**What needs to be done**.
What is the number of lines below that include "NewTimelineEvent"? Give that number alone.

**Saved data entries**.
:::

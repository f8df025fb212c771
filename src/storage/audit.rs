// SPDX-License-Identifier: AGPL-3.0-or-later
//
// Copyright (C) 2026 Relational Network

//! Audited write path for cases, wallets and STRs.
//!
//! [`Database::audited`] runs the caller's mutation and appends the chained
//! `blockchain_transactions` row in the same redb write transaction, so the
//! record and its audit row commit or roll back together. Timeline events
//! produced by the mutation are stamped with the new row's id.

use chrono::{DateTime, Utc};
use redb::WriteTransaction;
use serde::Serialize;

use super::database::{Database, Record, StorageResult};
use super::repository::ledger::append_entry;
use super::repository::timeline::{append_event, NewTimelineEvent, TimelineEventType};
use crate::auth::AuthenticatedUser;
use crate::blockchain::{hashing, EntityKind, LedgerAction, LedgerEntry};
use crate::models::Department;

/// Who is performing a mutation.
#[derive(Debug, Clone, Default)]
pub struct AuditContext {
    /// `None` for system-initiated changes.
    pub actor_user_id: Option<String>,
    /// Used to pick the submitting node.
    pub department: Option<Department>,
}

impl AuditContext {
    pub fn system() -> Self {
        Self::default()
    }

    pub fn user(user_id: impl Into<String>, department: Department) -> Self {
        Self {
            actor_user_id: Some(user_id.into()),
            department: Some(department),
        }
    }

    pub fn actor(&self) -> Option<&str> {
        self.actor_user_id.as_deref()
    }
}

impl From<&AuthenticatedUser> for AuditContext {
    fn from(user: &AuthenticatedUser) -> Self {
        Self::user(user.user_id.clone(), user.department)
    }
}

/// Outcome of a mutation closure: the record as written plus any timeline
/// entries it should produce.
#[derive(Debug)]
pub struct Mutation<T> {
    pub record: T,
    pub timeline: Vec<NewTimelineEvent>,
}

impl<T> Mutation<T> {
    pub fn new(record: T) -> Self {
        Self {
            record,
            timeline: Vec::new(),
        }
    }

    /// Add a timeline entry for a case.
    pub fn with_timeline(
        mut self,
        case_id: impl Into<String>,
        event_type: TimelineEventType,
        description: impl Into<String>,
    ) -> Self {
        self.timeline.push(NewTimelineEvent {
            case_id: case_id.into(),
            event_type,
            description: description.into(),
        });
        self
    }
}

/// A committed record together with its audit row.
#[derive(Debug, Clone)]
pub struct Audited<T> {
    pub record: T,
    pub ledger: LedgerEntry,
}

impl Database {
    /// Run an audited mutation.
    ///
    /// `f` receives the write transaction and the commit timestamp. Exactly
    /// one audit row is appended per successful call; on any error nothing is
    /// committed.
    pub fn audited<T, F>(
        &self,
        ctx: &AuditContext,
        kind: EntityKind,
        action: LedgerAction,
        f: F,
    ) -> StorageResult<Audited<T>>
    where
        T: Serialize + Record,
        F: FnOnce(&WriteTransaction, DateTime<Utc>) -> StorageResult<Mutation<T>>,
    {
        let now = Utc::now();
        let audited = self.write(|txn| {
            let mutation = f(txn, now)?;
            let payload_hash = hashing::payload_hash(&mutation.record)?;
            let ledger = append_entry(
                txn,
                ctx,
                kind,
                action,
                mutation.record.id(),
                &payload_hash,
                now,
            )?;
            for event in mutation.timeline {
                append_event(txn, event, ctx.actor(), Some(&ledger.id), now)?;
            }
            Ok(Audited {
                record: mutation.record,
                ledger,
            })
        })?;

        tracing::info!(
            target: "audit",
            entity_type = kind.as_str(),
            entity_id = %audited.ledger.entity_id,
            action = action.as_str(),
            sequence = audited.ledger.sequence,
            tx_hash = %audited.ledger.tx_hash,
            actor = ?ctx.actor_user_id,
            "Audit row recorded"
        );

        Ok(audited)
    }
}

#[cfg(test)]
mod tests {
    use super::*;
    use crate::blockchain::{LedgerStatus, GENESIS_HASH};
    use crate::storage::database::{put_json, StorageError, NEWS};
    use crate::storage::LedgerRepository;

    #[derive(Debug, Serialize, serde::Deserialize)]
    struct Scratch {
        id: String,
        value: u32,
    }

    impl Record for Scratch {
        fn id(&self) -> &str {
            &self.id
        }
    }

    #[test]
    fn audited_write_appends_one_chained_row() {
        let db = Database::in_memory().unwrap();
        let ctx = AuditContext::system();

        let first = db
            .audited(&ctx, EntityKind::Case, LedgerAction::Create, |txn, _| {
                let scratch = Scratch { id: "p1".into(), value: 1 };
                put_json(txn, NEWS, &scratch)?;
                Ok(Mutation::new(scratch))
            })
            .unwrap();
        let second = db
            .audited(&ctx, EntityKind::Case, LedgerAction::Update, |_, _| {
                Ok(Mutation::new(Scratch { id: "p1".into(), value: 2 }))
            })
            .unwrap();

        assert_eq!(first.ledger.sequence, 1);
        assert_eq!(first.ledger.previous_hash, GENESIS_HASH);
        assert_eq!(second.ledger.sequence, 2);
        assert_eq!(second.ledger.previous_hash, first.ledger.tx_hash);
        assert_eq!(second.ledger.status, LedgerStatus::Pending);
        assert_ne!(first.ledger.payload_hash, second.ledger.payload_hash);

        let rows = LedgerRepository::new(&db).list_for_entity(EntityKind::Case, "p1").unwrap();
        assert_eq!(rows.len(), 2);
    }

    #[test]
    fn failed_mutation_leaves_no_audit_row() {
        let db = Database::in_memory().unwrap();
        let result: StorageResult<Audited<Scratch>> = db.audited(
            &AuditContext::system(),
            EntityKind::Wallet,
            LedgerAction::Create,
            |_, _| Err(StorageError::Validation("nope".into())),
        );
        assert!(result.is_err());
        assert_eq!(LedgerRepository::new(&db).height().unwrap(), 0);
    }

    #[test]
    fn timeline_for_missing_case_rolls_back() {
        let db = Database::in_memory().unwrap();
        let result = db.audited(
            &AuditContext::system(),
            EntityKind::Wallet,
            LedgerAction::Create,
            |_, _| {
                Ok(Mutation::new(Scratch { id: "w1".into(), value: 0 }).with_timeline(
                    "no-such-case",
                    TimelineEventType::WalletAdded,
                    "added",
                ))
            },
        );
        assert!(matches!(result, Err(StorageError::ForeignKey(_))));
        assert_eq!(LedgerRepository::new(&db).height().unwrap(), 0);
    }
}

:::

**Task response**.
3